Excerpts from a dataset:
* * *

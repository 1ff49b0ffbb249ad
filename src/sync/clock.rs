use std::time::Instant;

use crate::analysis::Millis;

/// Source of monotonic time in milliseconds.
pub trait TimeSource: Send + Sync {
    fn now_ms(&self) -> Millis;
}

/// Wall-independent monotonic time, measured from construction.
pub struct MonotonicTime {
    origin: Instant,
}

impl MonotonicTime {
    pub fn new() -> Self {
        Self {
            origin: Instant::now(),
        }
    }
}

impl Default for MonotonicTime {
    fn default() -> Self {
        Self::new()
    }
}

impl TimeSource for MonotonicTime {
    fn now_ms(&self) -> Millis {
        self.origin.elapsed().as_secs_f64() * 1000.0
    }
}

/// Baseline captured from the last authoritative position sample.
#[derive(Clone, Copy, Debug, Default, PartialEq)]
pub struct ClockState {
    pub last_known_progress_ms: Millis,
    pub captured_at_ms: Millis,
    pub loop_started_at_ms: Option<Millis>,
}

/// Extrapolates the playback position between server samples.
///
/// No clamping against track duration happens here; the next poll notices
/// when the track has ended.
#[derive(Clone, Debug, Default)]
pub struct PlaybackClock {
    state: ClockState,
}

impl PlaybackClock {
    pub fn new() -> Self {
        Self::default()
    }

    pub fn seed(&mut self, progress_ms: Millis, now_ms: Millis) {
        self.state.last_known_progress_ms = progress_ms;
        self.state.captured_at_ms = now_ms;
    }

    pub fn estimate(&self, now_ms: Millis) -> Millis {
        self.state.last_known_progress_ms + (now_ms - self.state.captured_at_ms)
    }

    /// Record when the frame loop first ran. Only the first call sticks.
    pub fn mark_loop_started(&mut self, now_ms: Millis) {
        self.state.loop_started_at_ms.get_or_insert(now_ms);
    }

    #[cfg(test)]
    pub fn state(&self) -> ClockState {
        self.state
    }
}

#[cfg(test)]
mod tests {
    use super::*;

    #[test]
    fn extrapolates_from_baseline() {
        let mut clock = PlaybackClock::new();
        clock.seed(5000.0, 100.0);
        assert_eq!(clock.estimate(350.0), 5250.0);
    }

    #[test]
    fn reseed_replaces_previous_baseline() {
        let mut clock = PlaybackClock::new();
        clock.seed(5000.0, 100.0);
        clock.seed(8000.0, 900.0);
        assert_eq!(clock.estimate(900.0), 8000.0);
        assert_eq!(clock.estimate(1000.0), 8100.0);
    }

    #[test]
    fn loop_start_is_recorded_once() {
        let mut clock = PlaybackClock::new();
        clock.mark_loop_started(10.0);
        clock.mark_loop_started(20.0);
        assert_eq!(clock.state().loop_started_at_ms, Some(10.0));
    }

    #[test]
    fn monotonic_time_does_not_go_backwards() {
        let time = MonotonicTime::new();
        let a = time.now_ms();
        let b = time.now_ms();
        assert!(b >= a);
    }
}
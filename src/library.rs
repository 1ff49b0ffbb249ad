use crate::api::model::{SavedTrack, TrackInfo};

/// `m:ss`, seconds rounded to the nearest whole second.
pub fn format_duration(ms: f64) -> String {
    let total = (ms.max(0.0) / 1000.0).round() as u64;
    format!("{}:{:02}", total / 60, total % 60)
}

/// Cut `text` to `limit` characters, marking the cut with "...".
pub fn truncate(text: &str, limit: usize) -> String {
    if text.chars().count() > limit {
        let mut cut: String = text.chars().take(limit).collect();
        cut.push_str("...");
        cut
    } else {
        text.to_string()
    }
}

/// One table row per saved track: date added, title, artist, album, length.
pub fn format_saved(tracks: &[SavedTrack]) -> Vec<String> {
    tracks
        .iter()
        .map(|saved| {
            let info = TrackInfo::from(&saved.track);
            let album = saved
                .track
                .album
                .as_ref()
                .map(|album| album.name.as_str())
                .unwrap_or_default();
            format!(
                "{:<10}  {:<44}  {:<19}  {:<19}  {:>5}",
                saved.added_at.get(..10).unwrap_or(&saved.added_at),
                truncate(&info.name, 41),
                truncate(&info.artist, 16),
                truncate(album, 16),
                format_duration(info.duration_ms)
            )
        })
        .collect()
}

* * *

- WORK TO BE COMPLETED: Copy every record shown above, exactly and completely.

- PROBLEM SOLUTION:
repository 1ff49b0ffbb249ad
filename src/sync/clock.rs
use std::time::Instant;

use crate::analysis::Millis;

/// Source of monotonic time in milliseconds.
pub trait TimeSource: Send + Sync {
    fn now_ms(&self) -> Millis;
}

/// Wall-independent monotonic time, measured from construction.
pub struct MonotonicTime {
    origin: Instant,
}

impl MonotonicTime {
    pub fn new() -> Self {
        Self {
            origin: Instant::now(),
        }
    }
}

impl Default for MonotonicTime {
    fn default() -> Self {
        Self::new()
    }
}

impl TimeSource for MonotonicTime {
    fn now_ms(&self) -> Millis {
        self.origin.elapsed().as_secs_f64() * 1000.0
    }
}

/// Baseline captured from the last authoritative position sample.
#[derive(Clone, Copy, Debug, Default, PartialEq)]
pub struct ClockState {
    pub last_known_progress_ms: Millis,
    pub captured_at_ms: Millis,
    pub loop_started_at_ms: Option<Millis>,
}

/// Extrapolates the playback position between server samples.
///
/// No clamping against track duration happens here; the next poll notices
/// when the track has ended.
#[derive(Clone, Debug, Default)]
pub struct PlaybackClock {
    state: ClockState,
}

impl PlaybackClock {
    pub fn new() -> Self {
        Self::default()
    }

    pub fn seed(&mut self, progress_ms: Millis, now_ms: Millis) {
        self.state.last_known_progress_ms = progress_ms;
        self.state.captured_at_ms = now_ms;
    }

    pub fn estimate(&self, now_ms: Millis) -> Millis {
        self.state.last_known_progress_ms + (now_ms - self.state.captured_at_ms)
    }

    /// Record when the frame loop first ran. Only the first call sticks.
    pub fn mark_loop_started(&mut self, now_ms: Millis) {
        self.state.loop_started_at_ms.get_or_insert(now_ms);
    }

    #[cfg(test)]
    pub fn state(&self) -> ClockState {
        self.state
    }
}

#[cfg(test)]
mod tests {
    use super::*;

    #[test]
    fn extrapolates_from_baseline() {
        let mut clock = PlaybackClock::new();
        clock.seed(5000.0, 100.0);
        assert_eq!(clock.estimate(350.0), 5250.0);
    }

    #[test]
    fn reseed_replaces_previous_baseline() {
        let mut clock = PlaybackClock::new();
        clock.seed(5000.0, 100.0);
        clock.seed(8000.0, 900.0);
        assert_eq!(clock.estimate(900.0), 8000.0);
        assert_eq!(clock.estimate(1000.0), 8100.0);
    }

    #[test]
    fn loop_start_is_recorded_once() {
        let mut clock = PlaybackClock::new();
        clock.mark_loop_started(10.0);
        clock.mark_loop_started(20.0);
        assert_eq!(clock.state().loop_started_at_ms, Some(10.0));
    }

    #[test]
    fn monotonic_time_does_not_go_backwards() {
        let time = MonotonicTime::new();
        let a = time.now_ms();
        let b = time.now_ms();
        assert!(b >= a);
    }
}
filename src/library.rs
repository 1ff49b0ffbb249ad
use crate::api::model::{SavedTrack, TrackInfo};

/// `m:ss`, seconds rounded to the nearest whole second.
pub fn format_duration(ms: f64) -> String {
    let total = (ms.max(0.0) / 1000.0).round() as u64;
    format!("{}:{:02}", total / 60, total % 60)
}

/// Cut `text` to `limit` characters, marking the cut with "...".
pub fn truncate(text: &str, limit: usize) -> String {
    if text.chars().count() > limit {
        let mut cut: String = text.chars().take(limit).collect();
        cut.push_str("...");
        cut
    } else {
        text.to_string()
    }
}

/// One table row per saved track: date added, title, artist, album, length.
pub fn format_saved(tracks: &[SavedTrack]) -> Vec<String> {
    tracks
        .iter()
        .map(|saved| {
            let info = TrackInfo::from(&saved.track);
            let album = saved
                .track
                .album
                .as_ref()
                .map(|album| album.name.as_str())
                .unwrap_or_default();
            format!(
                "{:<10}  {:<44}  {:<19}  {:<19}  {:>5}",
                saved.added_at.get(..10).unwrap_or(&saved.added_at),
                truncate(&info.name, 41),
                truncate(&info.artist, 16),
                truncate(album, 16),
                format_duration(info.duration_ms)
            )
        })
        .collect()
}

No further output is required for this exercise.